Guebuza, na verdade, quer uma sociedade como um cesto de caranguejos onde nos pisamos uns aos outros sem que consigamos atirar as responsabilidades ao maior culpado.
Por isso, o senhor Guebuza vai dividindo os moçambicanos em genuínos e agitadores. Os genuínos são aqueles que singraram sem esforço e como estão conscientes do seu feito pouco dignificante vão aplaudindo os insultos do Chefe e até chegam a propor a próxima designação aos que interpelam de forma crítica a governação.
À falta de ideias de liderança, este País atingiu um ponto tal que o desequilíbrio emocional está a apossar-se dessas mesmas pessoas. Resultado: estão a tornar-se desequilibrados profissionais.

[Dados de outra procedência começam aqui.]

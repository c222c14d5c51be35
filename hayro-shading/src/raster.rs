//! Rasterizing shadings into RGBA pixel buffers.

use crate::axial::AxialEvaluator;
use crate::color::ColorMapper;
use crate::error::Result;
use crate::mesh::{MeshFormat, decode_free_form, decode_lattice, decode_patches};
use crate::patch::PatchKind;
use crate::pixel_table::PixelTable;
use crate::settings::{DeviceRect, RasterSettings, ShadingWarning};
use crate::shading::{MeshLayout, ShadingDescriptor, ShadingType};
use crate::triangle::Triangle;
use kurbo::{Affine, Rect};
use log::{debug, error};

/// A rectangle of RGBA pixels in device space.
#[derive(Debug, Clone, PartialEq, Eq)]
pub struct Raster {
    /// The x coordinate of the leftmost pixel column.
    pub x: i32,
    /// The y coordinate of the topmost pixel row.
    pub y: i32,
    /// The number of pixel columns.
    pub width: u32,
    /// The number of pixel rows.
    pub height: u32,
    /// The pixels in row-major order, with 4 bytes (R, G, B, A) per pixel.
    pub data: Vec<u8>,
}

impl Raster {
    /// The pixel at the given device coordinates.
    ///
    /// Returns a fully transparent pixel for coordinates outside of the raster.
    pub fn pixel(&self, x: i32, y: i32) -> [u8; 4] {
        let col = x as i64 - self.x as i64;
        let row = y as i64 - self.y as i64;

        if col < 0 || row < 0 || col >= self.width as i64 || row >= self.height as i64 {
            return [0; 4];
        }

        let idx = ((row * self.width as i64 + col) * 4) as usize;

        self.data
            .get(idx..idx + 4)
            .and_then(|p| p.try_into().ok())
            .unwrap_or([0; 4])
    }
}

#[derive(Debug, Clone)]
enum Paint {
    Axial(AxialEvaluator),
    Mesh(PixelTable),
    Empty,
}

/// Rasterizes a single shading.
///
/// All decoding and tessellation happens once when creating the rasterizer. Afterwards,
/// it is immutable and can be queried from multiple threads at once.
#[derive(Debug, Clone)]
pub struct ShadingRasterizer {
    paint: Paint,
    background: Option<[u8; 3]>,
    bbox: Option<Rect>,
}

impl ShadingRasterizer {
    /// Create a new rasterizer for the shading.
    ///
    /// `data` holds the already decompressed vertex stream of mesh-based shadings and
    /// is ignored for axial shadings. `transform` maps shading space into device space.
    ///
    /// `bounds` is the device area that will be queried later on. Meshes are only
    /// rasterized within it, so pixels of a mesh shading outside of `bounds` are not
    /// painted (the background still is).
    ///
    /// Fails if the descriptor is unusable. Malformed vertex data is not an error: in
    /// this case, as much of the mesh as possible is decoded.
    pub fn try_new(
        descriptor: &ShadingDescriptor,
        data: &[u8],
        transform: Affine,
        bounds: DeviceRect,
        settings: &RasterSettings,
    ) -> Result<Self> {
        descriptor.validate()?;

        let mapper = ColorMapper {
            color_space: descriptor.color_space.as_ref(),
            function: descriptor.function.as_deref(),
            settings,
        };
        let num_components = descriptor.num_vertex_components();

        let build_table = |triangles: &[Triangle]| {
            let table = PixelTable::build(triangles, &mapper, bounds);
            debug!(
                "built pixel table with {} pixels from {} triangles",
                table.len(),
                triangles.len()
            );

            Paint::Mesh(table)
        };

        let patch_table = |layout: &MeshLayout, kind: PatchKind| -> Result<Paint> {
            let format = MeshFormat::new(layout, num_components, true)?;
            let patches = decode_patches(data, &format, transform, kind, settings);
            let triangles = patches
                .iter()
                .flat_map(|p| p.triangles().iter().cloned())
                .collect::<Vec<_>>();

            Ok(build_table(&triangles))
        };

        let paint = match &descriptor.shading_type {
            ShadingType::Axial {
                coords,
                domain,
                extend,
            } => Paint::Axial(AxialEvaluator::new(
                *coords, *domain, *extend, transform, &mapper,
            )),
            ShadingType::FreeFormTriangleMesh(layout) => {
                let format = MeshFormat::new(layout, num_components, true)?;
                let triangles = decode_free_form(data, &format, transform, settings)
                    .into_iter()
                    .map(Triangle::from_vertices)
                    .collect::<Vec<_>>();

                build_table(&triangles)
            }
            ShadingType::LatticeFormTriangleMesh {
                layout,
                vertices_per_row,
            } => {
                let format = MeshFormat::new(layout, num_components, false)?;
                let triangles =
                    decode_lattice(data, &format, transform, *vertices_per_row, settings)
                        .into_iter()
                        .map(Triangle::from_vertices)
                        .collect::<Vec<_>>();

                build_table(&triangles)
            }
            ShadingType::CoonsPatchMesh(layout) => patch_table(layout, PatchKind::Coons)?,
            ShadingType::TensorProductPatchMesh(layout) => {
                patch_table(layout, PatchKind::Tensor)?
            }
        };

        Ok(Self {
            paint,
            background: convert_background(descriptor, settings),
            bbox: device_bbox(descriptor, transform),
        })
    }

    /// Create a new rasterizer for the shading.
    ///
    /// Like [`ShadingRasterizer::try_new`], but if the descriptor is unusable, a
    /// rasterizer that only paints the background (if any) is returned instead.
    pub fn new(
        descriptor: &ShadingDescriptor,
        data: &[u8],
        transform: Affine,
        bounds: DeviceRect,
        settings: &RasterSettings,
    ) -> Self {
        match Self::try_new(descriptor, data, transform, bounds, settings) {
            Ok(rasterizer) => rasterizer,
            Err(e) => {
                error!("failed to construct shading: {e}");
                settings.report(ShadingWarning::ConstructionFailure);

                Self::empty(descriptor, transform, settings)
            }
        }
    }

    fn empty(descriptor: &ShadingDescriptor, transform: Affine, settings: &RasterSettings) -> Self {
        Self {
            paint: Paint::Empty,
            background: convert_background(descriptor, settings),
            bbox: device_bbox(descriptor, transform),
        }
    }

    /// The color of the device pixel, or `None` if it is not painted.
    pub fn color_at(&self, x: i32, y: i32) -> Option<[u8; 3]> {
        if let Some(bbox) = self.bbox {
            let (px, py) = (x as f64, y as f64);

            if px < bbox.x0 || px > bbox.x1 || py < bbox.y0 || py > bbox.y1 {
                return None;
            }
        }

        let color = match &self.paint {
            Paint::Axial(axial) => axial.color_at(x, y),
            Paint::Mesh(table) => table.get(x, y),
            Paint::Empty => None,
        };

        color.or(self.background)
    }

    /// Rasterize the given rectangle of device pixels.
    ///
    /// Painted pixels are fully opaque, all other pixels are fully transparent.
    pub fn get_raster(&self, x: i32, y: i32, width: u32, height: u32) -> Raster {
        let stride = width as usize * 4;
        let mut data = vec![0; stride * height as usize];

        for (row, line) in data.chunks_exact_mut(stride.max(1)).enumerate() {
            let py = y.saturating_add(row as i32);

            for (col, pixel) in line.chunks_exact_mut(4).enumerate() {
                let px = x.saturating_add(col as i32);

                if let Some([r, g, b]) = self.color_at(px, py) {
                    pixel.copy_from_slice(&[r, g, b, 255]);
                }
            }
        }

        Raster {
            x,
            y,
            width,
            height,
            data,
        }
    }
}

fn convert_background(descriptor: &ShadingDescriptor, settings: &RasterSettings) -> Option<[u8; 3]> {
    let background = descriptor.background.as_ref()?;

    if background.len() != descriptor.color_space.num_components() {
        return None;
    }

    let mapper = ColorMapper {
        color_space: descriptor.color_space.as_ref(),
        function: None,
        settings,
    };

    Some(mapper.to_rgb8(background))
}

/// Transform the bounding box into device space. Boxes without an area don't clip.
fn device_bbox(descriptor: &ShadingDescriptor, transform: Affine) -> Option<Rect> {
    let bbox = descriptor.bbox?.abs();
    let bbox = transform.transform_rect_bbox(bbox);

    (bbox.width() > 0.0 && bbox.height() > 0.0).then_some(bbox)
}

#[cfg(test)]
mod tests {
    use super::*;
    use crate::color::DeviceRgb;
    use crate::error::DecodeError;
    use hayro_common::bit::{BitSize, BitWriter};
    use smallvec::smallvec;
    use std::sync::Arc;

    const TILE: DeviceRect = DeviceRect {
        x: -16,
        y: -16,
        width: 64,
        height: 64,
    };

    fn triangle_descriptor() -> ShadingDescriptor {
        ShadingDescriptor::new(
            ShadingType::FreeFormTriangleMesh(MeshLayout {
                bits_per_coordinate: 8,
                bits_per_component: 8,
                bits_per_flag: 8,
                decode: vec![0.0, 255.0, 0.0, 255.0, 0.0, 1.0, 0.0, 1.0, 0.0, 1.0],
            }),
            Arc::new(DeviceRgb),
        )
    }

    fn triangle_data() -> Vec<u8> {
        let mut w = BitWriter::new();

        for (x, y) in [(0, 0), (8, 0), (0, 8)] {
            w.write_all([0, x, y, 0, 255, 0], BitSize::EIGHT);
        }

        w.finish()
    }

    #[test]
    fn raster_layout() {
        let rasterizer = ShadingRasterizer::new(
            &triangle_descriptor(),
            &triangle_data(),
            Affine::IDENTITY,
            TILE,
            &RasterSettings::default(),
        );
        let raster = rasterizer.get_raster(-1, 0, 3, 2);

        assert_eq!(raster.data.len(), 3 * 2 * 4);
        assert_eq!(raster.pixel(-1, 0), [0, 0, 0, 0]);
        assert_eq!(raster.pixel(0, 0), [0, 255, 0, 255]);
        assert_eq!(raster.pixel(1, 1), [0, 255, 0, 255]);
        assert_eq!(raster.pixel(5, 5), [0, 0, 0, 0]);
        assert_eq!(&raster.data[4..8], &[0, 255, 0, 255]);
    }

    #[test]
    fn mesh_is_only_rasterized_within_bounds() {
        // Covers millions of pixels in each direction.
        let rasterizer = ShadingRasterizer::new(
            &triangle_descriptor(),
            &triangle_data(),
            Affine::scale(1e6),
            TILE,
            &RasterSettings::default(),
        );

        let Paint::Mesh(table) = &rasterizer.paint else {
            panic!("expected a mesh");
        };

        assert_eq!(table.len(), 48 * 48);
        assert_eq!(rasterizer.color_at(47, 47), Some([0, 255, 0]));
        assert_eq!(rasterizer.color_at(48, 0), None);
        assert_eq!(rasterizer.color_at(-1, 0), None);
    }

    #[test]
    fn bbox_clips_even_background() {
        let descriptor = triangle_descriptor()
            .with_background(smallvec![1.0, 0.0, 0.0])
            .with_bbox(Rect::new(0.0, 0.0, 10.0, 10.0));
        let rasterizer = ShadingRasterizer::new(
            &descriptor,
            &triangle_data(),
            Affine::translate((10.0, 0.0)),
            TILE,
            &RasterSettings::default(),
        );

        assert_eq!(rasterizer.color_at(10, 0), Some([0, 255, 0]));
        assert_eq!(rasterizer.color_at(19, 9), Some([255, 0, 0]));
        assert_eq!(rasterizer.color_at(21, 0), None);
        assert_eq!(rasterizer.color_at(9, 0), None);
    }

    #[test]
    fn degenerate_bbox_does_not_clip() {
        let descriptor = triangle_descriptor().with_bbox(Rect::new(3.0, 0.0, 3.0, 10.0));
        let rasterizer = ShadingRasterizer::new(
            &descriptor,
            &triangle_data(),
            Affine::IDENTITY,
            TILE,
            &RasterSettings::default(),
        );

        assert_eq!(rasterizer.color_at(1, 1), Some([0, 255, 0]));
    }

    #[test]
    fn construction_failure() {
        let mut descriptor = triangle_descriptor().with_background(smallvec![0.0, 0.0, 1.0]);
        descriptor.shading_type = ShadingType::FreeFormTriangleMesh(MeshLayout {
            bits_per_coordinate: 40,
            bits_per_component: 8,
            bits_per_flag: 8,
            decode: vec![],
        });

        let result = ShadingRasterizer::try_new(
            &descriptor,
            &triangle_data(),
            Affine::IDENTITY,
            TILE,
            &RasterSettings::default(),
        );
        assert_eq!(result.unwrap_err(), DecodeError::InvalidBitSize(40));

        let reported = Arc::new(std::sync::Mutex::new(vec![]));
        let cloned = reported.clone();
        let settings = RasterSettings {
            warning_sink: Arc::new(move |w| cloned.lock().unwrap().push(w)),
        };
        let rasterizer = ShadingRasterizer::new(
            &descriptor,
            &triangle_data(),
            Affine::IDENTITY,
            TILE,
            &settings,
        );

        assert_eq!(rasterizer.color_at(1, 1), Some([0, 0, 255]));
        assert_eq!(*reported.lock().unwrap(), [ShadingWarning::ConstructionFailure]);
    }
}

Roça, no nosso modesto entender, o cúmulo da falta de ética que um Presidente se comporte como um fofoqueiro profissional que de comício em comício vai espalhando fofocas. Vai por aí andando a dizer que sabe que existem uns fulanos que existem uns tais… que disseram tal, e que andam tal… E isso é objectivamente uma actividade de quem tem falta de agenda clara e que já anda perdido.
Ora, o papel de um Presidente não é comentar fofoca. É garantir que com os seus meios o Estado prossiga os objectivos a que a teoria política tratou de definir: segurança, justiça a todos os níveis e o bem-estar.
Pensamos que é urgente que o senhor Armando Guebuza recorde-se, no mínimo, que ainda é Chefe de Estado! Depois de ir à sua vida, pode comportar-se como bem entender. Agora, para além de ridículo, torna-se impróprio e desprestigia a República. Por isso daqui lhe recomendamos que se eleve para não prejudicar o bom-nome de Moçambique.